═════ SOURCE DATA

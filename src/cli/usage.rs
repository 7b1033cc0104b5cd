//! Usage command arguments

use clap::{Parser, Subcommand};

use super::common::OutputFormat;
use crate::ibm::usage_reports::BillingMonth;

/// Subcommands for 'usage'
#[derive(Subcommand, Debug)]
pub enum UsageCommand {
    /// Account summary for a billing month
    Summary(UsageSummaryArgs),

    /// Resource instance usage for a billing month
    #[command(visible_alias = "instances")]
    Resources(UsageResourcesArgs),
}

/// Arguments for 'usage summary'
#[derive(Parser, Debug)]
pub struct UsageSummaryArgs {
    /// Account ID
    #[arg(short, long)]
    pub account: String,

    /// Billing month (YYYY-MM)
    #[arg(short, long)]
    pub month: BillingMonth,

    /// Output format
    #[arg(short = 'o', long, value_enum, default_value_t = OutputFormat::Table)]
    pub output: OutputFormat,
}

/// Arguments for 'usage resources'
#[derive(Parser, Debug)]
pub struct UsageResourcesArgs {
    /// Account ID
    #[arg(short, long)]
    pub account: String,

    /// Billing month (YYYY-MM)
    #[arg(short, long)]
    pub month: BillingMonth,

    /// Only instances in this resource group
    #[arg(long, conflicts_with = "org")]
    pub resource_group: Option<String>,

    /// Only instances in this Cloud Foundry organization
    #[arg(long)]
    pub org: Option<String>,

    /// Only instances of this resource (catalog ID)
    #[arg(long)]
    pub resource_id: Option<String>,

    /// Only instances on this plan
    #[arg(long)]
    pub plan_id: Option<String>,

    /// Only instances in this region
    #[arg(long)]
    pub region: Option<String>,

    /// Page size requested from the API (1-30)
    #[arg(long, value_parser = clap::value_parser!(i64).range(1..=30))]
    pub limit: Option<i64>,

    /// Output format
    #[arg(short = 'o', long, value_enum, default_value_t = OutputFormat::Table)]
    pub output: OutputFormat,
}
//! User output formatter

use super::common::{detail_table, escape_csv, print_detail_csv, print_json, print_yaml};
use crate::cli::OutputFormat;
use crate::ibm::user_management::UserProfile;
use comfy_table::{presets::NOTHING, Table};
use serde::Serialize;

/// Serializable user for structured list output (JSON/YAML)
#[derive(Serialize)]
struct SerializableUser {
    iam_id: String,
    user_id: String,
    name: String,
    email: String,
    state: String,
    added_on: String,
}

impl From<&UserProfile> for SerializableUser {
    fn from(user: &UserProfile) -> Self {
        Self {
            iam_id: user.iam_id.clone().unwrap_or_default(),
            user_id: user.user_id.clone().unwrap_or_default(),
            name: user.display_name(),
            email: user.email.clone().unwrap_or_default(),
            state: user.state.clone().unwrap_or_default(),
            added_on: user.added_on.clone().unwrap_or_default(),
        }
    }
}

/// Output a list of users in the specified format
pub fn output_users(users: &[UserProfile], format: OutputFormat, no_header: bool) {
    match format {
        OutputFormat::Table => println!("{}", users_table(users, no_header)),
        OutputFormat::Csv => output_csv(users, no_header),
        OutputFormat::Json => {
            let rows: Vec<SerializableUser> = users.iter().map(SerializableUser::from).collect();
            print_json(&rows);
        }
        OutputFormat::Yaml => {
            let rows: Vec<SerializableUser> = users.iter().map(SerializableUser::from).collect();
            print_yaml(&rows);
        }
    }
}

/// Output a single user profile; JSON/YAML carry the full API object
pub fn output_user(user: &UserProfile, format: OutputFormat, no_header: bool) {
    match format {
        OutputFormat::Table => println!("{}", detail_table(&detail_rows(user), no_header)),
        OutputFormat::Csv => print_detail_csv(&detail_rows(user), no_header),
        OutputFormat::Json => print_json(user),
        OutputFormat::Yaml => print_yaml(user),
    }
}

fn users_table(users: &[UserProfile], no_header: bool) -> Table {
    let mut table = Table::new();
    table.load_preset(NOTHING);
    if !no_header {
        table.set_header(vec!["IAM ID", "USER ID", "NAME", "EMAIL", "STATE", "ADDED ON"]);
    }

    for user in users.iter().map(SerializableUser::from) {
        table.add_row(vec![
            user.iam_id,
            user.user_id,
            user.name,
            user.email,
            user.state,
            user.added_on,
        ]);
    }
    table
}

fn output_csv(users: &[UserProfile], no_header: bool) {
    if !no_header {
        println!("IAM_ID,USER_ID,NAME,EMAIL,STATE,ADDED_ON");
    }
    for user in users.iter().map(SerializableUser::from) {
        println!(
            "{},{},{},{},{},{}",
            escape_csv(&user.iam_id),
            escape_csv(&user.user_id),
            escape_csv(&user.name),
            escape_csv(&user.email),
            escape_csv(&user.state),
            escape_csv(&user.added_on)
        );
    }
}

fn detail_rows(user: &UserProfile) -> Vec<(&'static str, String)> {
    let field = |v: &Option<String>| v.clone().unwrap_or_default();
    vec![
        ("IAM ID", field(&user.iam_id)),
        ("USER ID", field(&user.user_id)),
        ("NAME", user.display_name()),
        ("EMAIL", field(&user.email)),
        ("STATE", field(&user.state)),
        ("REALM", field(&user.realm)),
        ("PHONE", field(&user.phonenumber)),
        ("ACCOUNT", field(&user.account_id)),
        ("ADDED ON", field(&user.added_on)),
    ]
}
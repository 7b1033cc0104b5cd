//! Snapshot output formatter

use super::common::{detail_table, escape_csv, print_detail_csv, print_json, print_yaml};
use crate::cli::OutputFormat;
use crate::ibm::usage_reports::{Snapshot, SnapshotConfig};
use comfy_table::{presets::NOTHING, Table};
use serde::Serialize;

/// Serializable snapshot for structured list output (JSON/YAML)
#[derive(Serialize)]
struct SerializableSnapshot {
    snapshot_id: String,
    state: String,
    month: String,
    account_type: String,
    billing_period: String,
    report_types: Vec<String>,
    files: usize,
}

impl From<&Snapshot> for SerializableSnapshot {
    fn from(snapshot: &Snapshot) -> Self {
        let field = |v: &Option<String>| v.clone().unwrap_or_default();
        let billing_period = snapshot
            .billing_period
            .as_ref()
            .map(|p| {
                format!(
                    "{} - {}",
                    p.start.as_deref().unwrap_or("?"),
                    p.end.as_deref().unwrap_or("?")
                )
            })
            .unwrap_or_default();
        Self {
            snapshot_id: field(&snapshot.snapshot_id),
            state: field(&snapshot.state),
            month: field(&snapshot.month),
            account_type: field(&snapshot.account_type),
            billing_period,
            report_types: snapshot
                .report_types
                .iter()
                .filter_map(|t| t.report_type.clone())
                .collect(),
            files: snapshot.files.len(),
        }
    }
}

/// Output snapshots in the specified format
pub fn output_snapshots(snapshots: &[Snapshot], format: OutputFormat, no_header: bool) {
    let rows: Vec<SerializableSnapshot> =
        snapshots.iter().map(SerializableSnapshot::from).collect();
    match format {
        OutputFormat::Table => println!("{}", snapshots_table(&rows, no_header)),
        OutputFormat::Csv => {
            if !no_header {
                println!("SNAPSHOT_ID,STATE,MONTH,ACCOUNT_TYPE,BILLING_PERIOD,REPORT_TYPES,FILES");
            }
            for row in &rows {
                println!(
                    "{},{},{},{},{},{},{}",
                    escape_csv(&row.snapshot_id),
                    escape_csv(&row.state),
                    escape_csv(&row.month),
                    escape_csv(&row.account_type),
                    escape_csv(&row.billing_period),
                    escape_csv(&row.report_types.join(",")),
                    row.files
                );
            }
        }
        OutputFormat::Json => print_json(&rows),
        OutputFormat::Yaml => print_yaml(&rows),
    }
}

fn snapshots_table(rows: &[SerializableSnapshot], no_header: bool) -> Table {
    let mut table = Table::new();
    table.load_preset(NOTHING);
    if !no_header {
        table.set_header(vec![
            "SNAPSHOT ID",
            "STATE",
            "MONTH",
            "ACCOUNT TYPE",
            "BILLING PERIOD",
            "REPORT TYPES",
            "FILES",
        ]);
    }
    for row in rows {
        table.add_row(vec![
            row.snapshot_id.clone(),
            row.state.clone(),
            row.month.clone(),
            row.account_type.clone(),
            row.billing_period.clone(),
            row.report_types.join(", "),
            row.files.to_string(),
        ]);
    }
    table
}

/// Output a snapshot configuration; JSON/YAML carry the full API object
pub fn output_snapshot_config(config: &SnapshotConfig, format: OutputFormat, no_header: bool) {
    match format {
        OutputFormat::Table => println!("{}", detail_table(&config_rows(config), no_header)),
        OutputFormat::Csv => print_detail_csv(&config_rows(config), no_header),
        OutputFormat::Json => print_json(config),
        OutputFormat::Yaml => print_yaml(config),
    }
}

fn config_rows(config: &SnapshotConfig) -> Vec<(&'static str, String)> {
    let field = |v: &Option<String>| v.clone().unwrap_or_default();
    vec![
        ("ACCOUNT", field(&config.account_id)),
        ("STATE", field(&config.state)),
        ("ACCOUNT TYPE", field(&config.account_type)),
        ("INTERVAL", field(&config.interval)),
        ("VERSIONING", field(&config.versioning)),
        ("REPORT TYPES", config.report_types.join(", ")),
        ("COS BUCKET", field(&config.cos_bucket)),
        ("COS LOCATION", field(&config.cos_location)),
        ("COS FOLDER", field(&config.cos_reports_folder)),
        ("HISTORY", config.history.len().to_string()),
    ]
}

══════════

▶ **TASK INSTRUCTIONS**
Return a copy of each line in the records above that has "crate" in it.

▶ **ANSWER TO THIS PROBLEM**
use crate::ibm::usage_reports::BillingMonth;
use crate::cli::OutputFormat;
use crate::ibm::user_management::UserProfile;
use crate::cli::OutputFormat;
use crate::ibm::usage_reports::{Snapshot, SnapshotConfig};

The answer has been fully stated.